Her brother, James Pierce, confirmed her death, attributing it to a lung infection, The New York Times reports. She died in a hospital.
Before her groundbreaking career with the FBI, Misko spent a decade as a nun in the Sisters of Mercy, a Roman Catholic religious order in western New York. In 1970, she transitioned to working for the FBI as a researcher, one of the few roles open to women at the time.
The FBI’s legendary director, J. Edgar Hoover, had long maintained that women were unsuited for the physically demanding and hazardous duties of special agents. However, following his death in May 1972, interim director L. Patrick Gray III broke tradition by allowing women to apply for the role.
Encouraged by her supervisor, Misko submitted her application. By the end of 1972, she was among 45 new recruits being sworn in at FBI headquarters in Washington, D.C. She and Susan Roley Malone, a former Marine, became the first two women to enter the FBI Academy in Quantico, Va., for an intensive 14-week training program.
Misko and Malone faced some skepticism from male colleagues but ultimately earned respect as they trained alongside them. From mastering the .38 revolver to passing rigorous physical tests, the women demonstrated their capabilities.
“We worked very hard,” Malone told New York Times. “We would go out after dinner and run Hoover Road, and we’d do pull-ups, sit-ups. She was tenacious.”
Assigned initially to St. Louis, Misko tackled white-collar crimes but was soon dispatched to Wounded Knee, S.D., amid a tense standoff between the American Indian Movement and federal authorities on the Pine Ridge Reservation.
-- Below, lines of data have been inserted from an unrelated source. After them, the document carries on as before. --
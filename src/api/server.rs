// src/api/server.rs
//! HTTP front end: `POST /kdtree/ajax` answers nearest-neighbor requests,
//! everything else is served from the assets directory.

use std::sync::Arc;
use std::time::Duration;

use axum::{
    extract::{DefaultBodyLimit, State},
    http::{header, StatusCode},
    response::{IntoResponse, Response},
    routing::{get, post},
    Json, Router,
};
use serde_json::json;
use tower_http::services::ServeDir;
use tracing::{info, warn};

use super::service::KdTreeService;
use crate::core::common::KdSearchError;
use crate::core::config::Config;

#[derive(Clone)]
struct AppState {
    service: Arc<KdTreeService>,
    timeout: Duration,
}

/// Failure of one request, rendered as `{"error": "..."}`.
#[derive(Debug)]
pub enum ApiError {
    Search(KdSearchError),
    Timeout(Duration),
    Worker(String),
}

impl IntoResponse for ApiError {
    fn into_response(self) -> Response {
        let (status, message) = match self {
            Self::Search(e) if e.is_client_error() => (StatusCode::BAD_REQUEST, e.to_string()),
            Self::Search(e) => (StatusCode::INTERNAL_SERVER_ERROR, e.to_string()),
            Self::Timeout(limit) => {
                (StatusCode::SERVICE_UNAVAILABLE, format!("request exceeded {} ms", limit.as_millis()))
            }
            Self::Worker(msg) => (StatusCode::INTERNAL_SERVER_ERROR, msg),
        };
        warn!(status = status.as_u16(), error = %message, "request failed");
        (status, Json(json!({ "error": message }))).into_response()
    }
}

impl From<KdSearchError> for ApiError {
    fn from(e: KdSearchError) -> Self {
        Self::Search(e)
    }
}

async fn nearest(State(state): State<AppState>, body: String) -> Result<Response, ApiError> {
    let service = Arc::clone(&state.service);
    let work = tokio::task::spawn_blocking(move || service.handle_json(&body));

    let answer = match tokio::time::timeout(state.timeout, work).await {
        Ok(Ok(answer)) => answer?,
        Ok(Err(join_error)) => return Err(ApiError::Worker(join_error.to_string())),
        Err(_) => return Err(ApiError::Timeout(state.timeout)),
    };

    Ok(([(header::CONTENT_TYPE, "application/json")], answer).into_response())
}

async fn health() -> &'static str {
    "OK"
}

/// Builds the application router.
///
/// Each `/kdtree/ajax` request runs on the blocking pool under the
/// `request_timeout_ms` deadline. The deadline only bounds the response: a
/// request that times out answers 503, but its build and search keep running
/// on the blocking thread until they finish.
pub fn router(service: Arc<KdTreeService>, config: &Config) -> Router {
    let state = AppState { service, timeout: Duration::from_millis(config.request_timeout_ms) };

    Router::new()
        .route("/kdtree/ajax", post(nearest))
        .route("/health", get(health))
        .fallback_service(ServeDir::new(&config.assets_dir))
        .layer(DefaultBodyLimit::max(config.max_request_bytes))
        .with_state(state)
}

/// Binds `config.listen_addr` and serves until the process is stopped.
///
/// # Errors
///
/// `KdSearchError::Configuration` for a bad address, `KdSearchError::Io` if
/// binding or serving fails.
pub async fn serve(config: &Config, service: Arc<KdTreeService>) -> Result<(), KdSearchError> {
    let addr = config.socket_addr()?;
    let app = router(service, config);

    let listener = tokio::net::TcpListener::bind(addr).await?;
    info!(%addr, assets = %config.assets_dir.display(), "kd-tree server listening");
    axum::serve(listener, app).await?;
    Ok(())
}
During the 71-day standoff, gunfire erupted, and Misko found herself under siege with her colleagues. Taking cover in an armored personnel carrier, she passed ammunition to agents engaging in a firefight. Though one member of the movement was killed, the agents emerged unscathed.
“I can remember very vividly the first case I had,” she told the Buffalo TV station WGRZ in 2022. “We went out to get the guy, and he found out that we were looking for him and he called back into the office; he was incensed that a woman was being sent out to get him, you know, that he wasn’t worthy of a guy. He had to have a woman go after him.”
Often, Misko found her gender worked in her favor. Suspects frequently underestimated her, allowing her to catch them off guard.
“Most people back then didn’t even realize the F.B.I. had female agents,” Misko said on the Madame Policy podcast in 2022. “Many times a subject would simply open the door when I knocked, not expecting me to say, ‘F.B.I.’”
After retiring in 1994, Misko transitioned to a banking career. That same year, she filed a gender discrimination lawsuit against the Department of Justice, claiming her career progression had been stymied due to her gender.
Though she settled the lawsuit in 1996 for an undisclosed amount, the decision to file it weighed heavily on her. “Filing that lawsuit was one of the hardest things I’ve ever done in my life,” she told The Buffalo News in 1994, “because the great majority of my feelings toward the F.B.I., and the people I worked with, are good feelings.”